[Dataset entries]
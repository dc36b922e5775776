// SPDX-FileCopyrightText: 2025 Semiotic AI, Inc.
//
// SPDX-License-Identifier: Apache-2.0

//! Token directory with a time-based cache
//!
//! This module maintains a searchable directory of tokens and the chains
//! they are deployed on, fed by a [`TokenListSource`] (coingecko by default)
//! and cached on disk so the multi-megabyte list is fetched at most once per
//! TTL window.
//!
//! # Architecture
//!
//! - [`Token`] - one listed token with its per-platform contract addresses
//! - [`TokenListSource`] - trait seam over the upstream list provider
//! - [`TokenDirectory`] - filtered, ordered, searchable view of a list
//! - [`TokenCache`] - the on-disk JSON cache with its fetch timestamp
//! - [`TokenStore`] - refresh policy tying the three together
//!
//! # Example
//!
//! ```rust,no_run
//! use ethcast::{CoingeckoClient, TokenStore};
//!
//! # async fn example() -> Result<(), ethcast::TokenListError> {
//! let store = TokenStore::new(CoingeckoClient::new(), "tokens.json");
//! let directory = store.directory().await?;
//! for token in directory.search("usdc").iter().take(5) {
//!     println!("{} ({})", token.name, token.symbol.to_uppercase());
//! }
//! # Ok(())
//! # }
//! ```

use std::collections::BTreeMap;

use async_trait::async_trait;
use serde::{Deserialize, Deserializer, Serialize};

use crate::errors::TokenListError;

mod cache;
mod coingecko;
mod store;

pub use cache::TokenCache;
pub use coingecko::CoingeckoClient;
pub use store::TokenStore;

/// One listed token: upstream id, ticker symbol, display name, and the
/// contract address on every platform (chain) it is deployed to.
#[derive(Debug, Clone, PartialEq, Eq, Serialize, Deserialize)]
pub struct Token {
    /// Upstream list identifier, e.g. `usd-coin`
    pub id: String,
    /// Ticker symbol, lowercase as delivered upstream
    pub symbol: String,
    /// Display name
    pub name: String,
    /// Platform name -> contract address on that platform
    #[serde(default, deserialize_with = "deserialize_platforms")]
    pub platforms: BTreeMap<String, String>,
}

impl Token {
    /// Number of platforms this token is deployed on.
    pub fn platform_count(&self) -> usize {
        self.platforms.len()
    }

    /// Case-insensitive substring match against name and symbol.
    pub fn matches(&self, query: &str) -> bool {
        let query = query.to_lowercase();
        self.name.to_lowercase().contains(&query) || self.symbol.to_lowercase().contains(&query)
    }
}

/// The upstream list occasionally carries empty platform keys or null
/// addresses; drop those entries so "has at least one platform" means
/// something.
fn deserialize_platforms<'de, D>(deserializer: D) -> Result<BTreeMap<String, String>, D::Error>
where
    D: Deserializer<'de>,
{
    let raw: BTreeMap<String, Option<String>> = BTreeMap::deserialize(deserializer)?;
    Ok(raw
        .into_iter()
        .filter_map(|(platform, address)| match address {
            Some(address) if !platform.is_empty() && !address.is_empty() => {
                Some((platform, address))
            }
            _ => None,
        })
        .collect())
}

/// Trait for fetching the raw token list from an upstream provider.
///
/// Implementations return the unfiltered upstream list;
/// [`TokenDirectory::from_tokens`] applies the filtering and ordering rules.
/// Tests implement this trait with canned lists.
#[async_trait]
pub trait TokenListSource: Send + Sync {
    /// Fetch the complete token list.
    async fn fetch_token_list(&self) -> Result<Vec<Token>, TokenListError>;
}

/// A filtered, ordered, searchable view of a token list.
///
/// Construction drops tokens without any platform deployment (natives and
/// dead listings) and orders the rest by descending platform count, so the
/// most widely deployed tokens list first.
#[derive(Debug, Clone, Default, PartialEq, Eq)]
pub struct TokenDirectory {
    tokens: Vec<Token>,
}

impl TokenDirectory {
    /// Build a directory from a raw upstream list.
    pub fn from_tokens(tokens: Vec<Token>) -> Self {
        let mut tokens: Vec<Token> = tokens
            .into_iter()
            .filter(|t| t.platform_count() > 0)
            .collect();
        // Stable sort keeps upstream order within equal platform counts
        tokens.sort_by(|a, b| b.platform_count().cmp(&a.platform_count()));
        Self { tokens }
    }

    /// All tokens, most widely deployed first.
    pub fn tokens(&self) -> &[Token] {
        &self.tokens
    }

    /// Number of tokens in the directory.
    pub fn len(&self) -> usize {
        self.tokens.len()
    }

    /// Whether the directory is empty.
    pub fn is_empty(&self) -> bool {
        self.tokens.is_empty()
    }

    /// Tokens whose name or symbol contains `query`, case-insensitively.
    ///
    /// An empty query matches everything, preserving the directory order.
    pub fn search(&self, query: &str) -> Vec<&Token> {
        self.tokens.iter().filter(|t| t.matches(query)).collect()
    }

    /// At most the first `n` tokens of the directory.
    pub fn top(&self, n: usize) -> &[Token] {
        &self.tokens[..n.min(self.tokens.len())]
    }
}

= Work request =
Look through the entries above; copy each line where the string "Clone" appears.

= Your response =
#[derive(Debug, Clone, PartialEq, Eq, Serialize, Deserialize)]
#[derive(Debug, Clone, Default, PartialEq, Eq)]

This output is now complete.